Recuerdo ese día, fue hace poco. Mi mamá llegó a casa muy ansiosa. Sirvió la comida, escombró un su habitación y me pidió que fuere con ella al cuarto.

Cierra con seguro —me ordenó. Lo hice.

En cuanto la vi, noté sus ojos vidriosos. Antes de que pudiera preguntarle algo me dio su celular indicándome que leyera un mensaje que le enviaron.

Un tal «Tlacuache» le decía que dejara de meterse en donde no le incumbía, que si se enteraba de que andaba indagando en la vida de Daniel ella y su «bonita hija» iban a conocer a su gente.

Ella no sabía cómo habían conseguido su número, me dijo que buscando encontrar a alguien que se responsabilizara de su alumno descubrió que su familia era la más temida del pueblo.

Una semana después, Daniel y su familia dejaron el peublo.

¿Cómo ayudas al inocente con las manos atadas?


Rodrigo

Con una mente brillante, las energías de un caballo salvaje y la inmadurez de sus once años, Rodrigo está sólo en el salón. No podrá irse hasta que su madre hable con la profesora.

En cuanto mi mamá ve que se acerca la señora se adelanta a encontrarla, no me dice nada, a veces de entre tantas cosas olvida que no tuve clases y estoy con ella.

Entro al aula para sentarme junto a Rodrigo. Dada la situación parecerá extraño que diga que mi madre lo apreciaba mucho igual que yo.

Ambos damos un vistazo por la ventana hacia nuestras madres.

Me va a matar… o peor, me hará vivir con ella y su marido el resto de mi vida —se lamenta él.

¿Por qué sería tan terrible vivir siempre con tu mamá?

—Tengo una idea —dije sonriendo—. Iré con mi madre para decirte lo que están hablando.
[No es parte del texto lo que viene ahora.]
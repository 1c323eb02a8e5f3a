use crate::Database;
use crate::models::{CreditEntryRow, UserRow, UserStats};
use crate::queries::OptionalExt;
use anyhow::Result;
use rusqlite::{Connection, params};

const USER_COLUMNS: &str = "id, username, email, password, bio, location, lat, lon, avatar_url, \
     credits, role, verified, otp_code, otp_purpose, otp_expires_at, pending_email, created_at";

fn map_user(row: &rusqlite::Row<'_>) -> rusqlite::Result<UserRow> {
    Ok(UserRow {
        id: row.get(0)?,
        username: row.get(1)?,
        email: row.get(2)?,
        password: row.get(3)?,
        bio: row.get(4)?,
        location: row.get(5)?,
        lat: row.get(6)?,
        lon: row.get(7)?,
        avatar_url: row.get(8)?,
        credits: row.get(9)?,
        role: row.get(10)?,
        verified: row.get::<_, i64>(11)? != 0,
        otp_code: row.get(12)?,
        otp_purpose: row.get(13)?,
        otp_expires_at: row.get(14)?,
        pending_email: row.get(15)?,
        created_at: row.get(16)?,
    })
}

fn query_user_by(conn: &Connection, column: &str, value: &str) -> Result<Option<UserRow>> {
    let sql = format!("SELECT {USER_COLUMNS} FROM users WHERE {column} = ?1");
    let mut stmt = conn.prepare(&sql)?;
    let row = stmt.query_row([value], map_user).optional()?;
    Ok(row)
}

impl Database {
    pub fn create_user(
        &self,
        id: &str,
        username: &str,
        email: &str,
        password_hash: &str,
    ) -> Result<()> {
        self.with_conn(|conn| {
            conn.execute(
                "INSERT INTO users (id, username, email, password) VALUES (?1, ?2, ?3, ?4)",
                (id, username, email, password_hash),
            )?;
            Ok(())
        })
    }

    pub fn get_user_by_id(&self, id: &str) -> Result<Option<UserRow>> {
        self.with_conn(|conn| query_user_by(conn, "id", id))
    }

    pub fn get_user_by_username(&self, username: &str) -> Result<Option<UserRow>> {
        self.with_conn(|conn| query_user_by(conn, "username", username))
    }

    pub fn get_user_by_email(&self, email: &str) -> Result<Option<UserRow>> {
        self.with_conn(|conn| query_user_by(conn, "email", email))
    }

    pub fn update_profile(
        &self,
        id: &str,
        bio: Option<&str>,
        location: Option<&str>,
        lat: Option<f64>,
        lon: Option<f64>,
        avatar_url: Option<&str>,
    ) -> Result<()> {
        self.with_conn(|conn| {
            conn.execute(
                "UPDATE users SET
                     bio        = COALESCE(?2, bio),
                     location   = COALESCE(?3, location),
                     lat        = COALESCE(?4, lat),
                     lon        = COALESCE(?5, lon),
                     avatar_url = COALESCE(?6, avatar_url)
                 WHERE id = ?1",
                params![id, bio, location, lat, lon, avatar_url],
            )?;
            Ok(())
        })
    }

    pub fn set_password(&self, id: &str, password_hash: &str) -> Result<()> {
        self.with_conn(|conn| {
            conn.execute(
                "UPDATE users SET password = ?2 WHERE id = ?1",
                params![id, password_hash],
            )?;
            Ok(())
        })
    }

    /// Returns false when no such username exists.
    pub fn set_role_by_username(&self, username: &str, role: &str) -> Result<bool> {
        self.with_conn(|conn| {
            let changed = conn.execute(
                "UPDATE users SET role = ?2 WHERE username = ?1",
                params![username, role],
            )?;
            Ok(changed == 1)
        })
    }

    pub fn mark_verified(&self, id: &str) -> Result<()> {
        self.with_conn(|conn| {
            conn.execute("UPDATE users SET verified = 1 WHERE id = ?1", [id])?;
            Ok(())
        })
    }

    /// Store the single in-flight OTP for a user. `ttl_minutes` may be
    /// negative, which yields an already-expired code (used by tests).
    pub fn set_otp(&self, id: &str, code: &str, purpose: &str, ttl_minutes: i64) -> Result<()> {
        let modifier = format!("{ttl_minutes:+} minutes");
        self.with_conn(|conn| {
            conn.execute(
                "UPDATE users SET
                     otp_code       = ?2,
                     otp_purpose    = ?3,
                     otp_expires_at = datetime('now', ?4)
                 WHERE id = ?1",
                params![id, code, purpose, modifier],
            )?;
            Ok(())
        })
    }

    /// Atomically consume an OTP: the guarded UPDATE clears the code only
    /// when it matches, has the right purpose and has not expired. Returns
    /// whether the code was accepted; a second call with the same code
    /// always returns false.
    pub fn consume_otp(&self, id: &str, code: &str, purpose: &str) -> Result<bool> {
        self.with_conn(|conn| {
            let changed = conn.execute(
                "UPDATE users SET
                     otp_code = NULL, otp_purpose = NULL, otp_expires_at = NULL
                 WHERE id = ?1
                   AND otp_code = ?2
                   AND otp_purpose = ?3
                   AND otp_expires_at > datetime('now')",
                params![id, code, purpose],
            )?;
            Ok(changed == 1)
        })
    }

    pub fn set_pending_email(&self, id: &str, pending_email: &str) -> Result<()> {
        self.with_conn(|conn| {
            conn.execute(
                "UPDATE users SET pending_email = ?2 WHERE id = ?1",
                params![id, pending_email],
            )?;
            Ok(())
        })
    }

    /// Promote pending_email to email. Returns false when no change was
    /// pending or the address got taken in the meantime.
    pub fn apply_pending_email(&self, id: &str) -> Result<bool> {
        self.with_conn(|conn| {
            let changed = conn.execute(
                "UPDATE users SET email = pending_email, pending_email = NULL
                 WHERE id = ?1
                   AND pending_email IS NOT NULL
                   AND pending_email NOT IN (SELECT email FROM users WHERE id != ?1)",
                [id],
            )?;
            Ok(changed == 1)
        })
    }

    /// Per-user counters, derived from the skills / proposals / ratings
    /// tables on every read. Nothing here is stored on the user row.
    pub fn user_stats(&self, id: &str) -> Result<UserStats> {
        self.with_conn(|conn| {
            let (offered, wanted): (u32, u32) = conn.query_row(
                "SELECT
                     COUNT(CASE WHEN kind = 'offer' THEN 1 END),
                     COUNT(CASE WHEN kind = 'request' THEN 1 END)
                 FROM skills WHERE owner_id = ?1",
                [id],
                |row| Ok((row.get(0)?, row.get(1)?)),
            )?;

            let swaps: u32 = conn.query_row(
                "SELECT COUNT(*) FROM proposals
                 WHERE status = 'completed' AND (proposer_id = ?1 OR receiver_id = ?1)",
                [id],
                |row| row.get(0),
            )?;

            let (rating, rating_count): (Option<f64>, u32) = conn.query_row(
                "SELECT AVG(stars), COUNT(*) FROM ratings WHERE rated_id = ?1",
                [id],
                |row| Ok((row.get(0)?, row.get(1)?)),
            )?;

            Ok(UserStats {
                skills_offered: offered,
                skills_wanted: wanted,
                swaps_completed: swaps,
                rating,
                rating_count,
            })
        })
    }

    // -- Credits --

    /// Move a user's balance and journal the movement in the same
    /// transaction. Returns false (and changes nothing) when the delta
    /// would take the balance below zero.
    pub fn adjust_credits(
        &self,
        entry_id: &str,
        user_id: &str,
        delta: i64,
        reason: &str,
        proposal_id: Option<&str>,
    ) -> Result<bool> {
        self.with_conn_mut(|conn| {
            let tx = conn.transaction()?;
            if !apply_credit(&tx, entry_id, user_id, delta, reason, proposal_id)? {
                return Ok(false);
            }
            tx.commit()?;
            Ok(true)
        })
    }

    /// Transfer `amount` credits between two users, journaling both sides.
    /// Returns false (nothing applied) when the payer's balance is short.
    pub fn transfer_credits(
        &self,
        entry_ids: (&str, &str),
        from: &str,
        to: &str,
        amount: i64,
        reason: &str,
        proposal_id: Option<&str>,
    ) -> Result<bool> {
        if amount == 0 {
            return Ok(true);
        }
        self.with_conn_mut(|conn| {
            let tx = conn.transaction()?;
            if !apply_credit(&tx, entry_ids.0, from, -amount, reason, proposal_id)? {
                return Ok(false);
            }
            if !apply_credit(&tx, entry_ids.1, to, amount, reason, proposal_id)? {
                return Ok(false);
            }
            tx.commit()?;
            Ok(true)
        })
    }

    pub fn get_credits(&self, user_id: &str) -> Result<i64> {
        self.with_conn(|conn| {
            let balance = conn.query_row(
                "SELECT credits FROM users WHERE id = ?1",
                [user_id],
                |row| row.get(0),
            )?;
            Ok(balance)
        })
    }

    pub fn credit_ledger(&self, user_id: &str, limit: u32) -> Result<Vec<CreditEntryRow>> {
        self.with_conn(|conn| {
            let mut stmt = conn.prepare(
                "SELECT id, user_id, delta, reason, proposal_id, created_at
                 FROM credit_ledger
                 WHERE user_id = ?1
                 ORDER BY created_at DESC, rowid DESC
                 LIMIT ?2",
            )?;
            let rows = stmt
                .query_map(params![user_id, limit], |row| {
                    Ok(CreditEntryRow {
                        id: row.get(0)?,
                        user_id: row.get(1)?,
                        delta: row.get(2)?,
                        reason: row.get(3)?,
                        proposal_id: row.get(4)?,
                        created_at: row.get(5)?,
                    })
                })?
                .collect::<std::result::Result<Vec<_>, _>>()?;
            Ok(rows)
        })
    }
}

fn apply_credit(
    tx: &rusqlite::Transaction<'_>,
    entry_id: &str,
    user_id: &str,
    delta: i64,
    reason: &str,
    proposal_id: Option<&str>,
) -> Result<bool> {
    let balance: i64 = tx.query_row(
        "SELECT credits FROM users WHERE id = ?1",
        [user_id],
        |row| row.get(0),
    )?;
    if balance + delta < 0 {
        return Ok(false);
    }
    tx.execute(
        "UPDATE users SET credits = credits + ?2 WHERE id = ?1",
        params![user_id, delta],
    )?;
    tx.execute(
        "INSERT INTO credit_ledger (id, user_id, delta, reason, proposal_id)
         VALUES (?1, ?2, ?3, ?4, ?5)",
        params![entry_id, user_id, delta, reason, proposal_id],
    )?;
    Ok(true)
}
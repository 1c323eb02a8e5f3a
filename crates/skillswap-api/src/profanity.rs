//! Local profanity check. A small static dictionary matched against
//! lowercased alphanumeric tokens, run on every message send before
//! anything touches the database.

const BLOCKLIST: &[&str] = &[
    "arsehole", "asshole", "bastard", "bitch", "bollocks", "bullshit",
    "cock", "cunt", "dickhead", "dumbass", "fuck", "fucker", "fucking",
    "motherfucker", "nigger", "prick", "pussy", "shit", "shite", "slut",
    "twat", "wanker", "whore",
];

/// True when any token of the text is on the blocklist.
pub fn contains_profanity(text: &str) -> bool {
    tokens(text).any(|tok| BLOCKLIST.binary_search(&tok.as_str()).is_ok())
}

fn tokens(text: &str) -> impl Iterator<Item = String> + '_ {
    text.split(|c: char| !c.is_alphanumeric())
        .filter(|t| !t.is_empty())
        .map(|t| t.to_lowercase())
}

#[cfg(test)]
mod tests {
    use super::*;

    #[test]
    fn blocklist_is_sorted_for_binary_search() {
        let mut sorted = BLOCKLIST.to_vec();
        sorted.sort_unstable();
        assert_eq!(sorted, BLOCKLIST);
    }

    #[test]
    fn flags_profane_text() {
        assert!(contains_profanity("well FUCK that"));
        assert!(contains_profanity("you utter wanker."));
    }

    #[test]
    fn clean_text_passes() {
        assert!(!contains_profanity("I can teach you sourdough baking"));
        assert!(!contains_profanity(""));
    }

    #[test]
    fn no_substring_false_positives() {
        // "class", "Scunthorpe" and friends contain blocked substrings but
        // are not themselves blocked tokens.
        assert!(!contains_profanity("my class is in Scunthorpe"));
        assert!(!contains_profanity("canal boat hitchhiking"));
    }
}
use axum::{
    Extension, Json,
    extract::{Path, State},
    http::StatusCode,
    response::IntoResponse,
};
use uuid::Uuid;

use skillswap_types::api::{Claims, RateRequest, ReputationResponse};

use crate::error::{ApiError, ApiResult};
use crate::state::AppState;

/// Parties of a completed swap rate each other, once per proposal.
pub async fn rate(
    State(state): State<AppState>,
    Extension(claims): Extension<Claims>,
    Json(req): Json<RateRequest>,
) -> ApiResult<impl IntoResponse> {
    if !(1..=5).contains(&req.stars) {
        return Err(ApiError::BadRequest("stars must be 1-5".into()));
    }

    let proposal = state
        .db
        .get_proposal(&req.proposal_id.to_string())?
        .ok_or(ApiError::NotFound)?;

    if proposal.status != "completed" {
        return Err(ApiError::BadRequest("swap is not completed yet".into()));
    }

    let caller = claims.sub.to_string();
    let rated = if proposal.proposer_id == caller {
        proposal.receiver_id.clone()
    } else if proposal.receiver_id == caller {
        proposal.proposer_id.clone()
    } else {
        return Err(ApiError::Forbidden("not your proposal".into()));
    };

    if state.db.has_rated(&proposal.id, &caller)? {
        return Err(ApiError::Conflict("you already rated this swap".into()));
    }

    state.db.insert_rating(
        &Uuid::new_v4().to_string(),
        &proposal.id,
        &caller,
        &rated,
        req.stars,
        req.comment.as_deref(),
    )?;

    Ok(StatusCode::CREATED)
}

pub async fn get_reputation(
    State(state): State<AppState>,
    Path(user_id): Path<Uuid>,
) -> ApiResult<impl IntoResponse> {
    let id = user_id.to_string();
    state.db.get_user_by_id(&id)?.ok_or(ApiError::NotFound)?;
    let stats = state.db.user_stats(&id)?;

    Ok(Json(ReputationResponse {
        user_id,
        rating: stats.rating,
        rating_count: stats.rating_count,
    }))
}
A él le pareció buena idea, así que sin causar mucha sospecha me paré junto a mi madre.

Maestra, preferiría que me hubiera llamado para decirme que Rodrigo se calló del techo y murió, a que me dé otra queja de él —dice la mujer con un tono frío en su voz.

Me quedé tan impresionada que no quería oír más, así que regresé adentro del salón.

—¿Qué dijeron? —me susurra él.

No recuerdo si le respondí con la verdad. Aunque si se trata de sinceridad, su madre se encargó de que a él le quedaran claros sus deseos a lo largo de los años.

La última vez que lo vi, tenía los ojos rojos y un extraño cigarro en la mano, estaba con otros dos chicos. Llamé la atención de mi madre hacia él, íbamos en el auto. Al verlo, ella se detuvo un momento y sólo pudo gemir, mirarme con tristeza y seguir manejando.

A estas alturas, diez años después de que fuera su alumno, mi madre todavía se pregunta si quizá, si hubiera sido más metiche, el mundo de Rodrigo sería diferente.

Una vez le pregunté por qué había decidido ser profesora, ella sólo me sonrió con entusiasmo.

Ser profesora es más que enseñar. La satisfacción de la profesión está en entrometerse, por mucho que ello duela o desgaste.

A pesar de todo, ella ama ser metiche.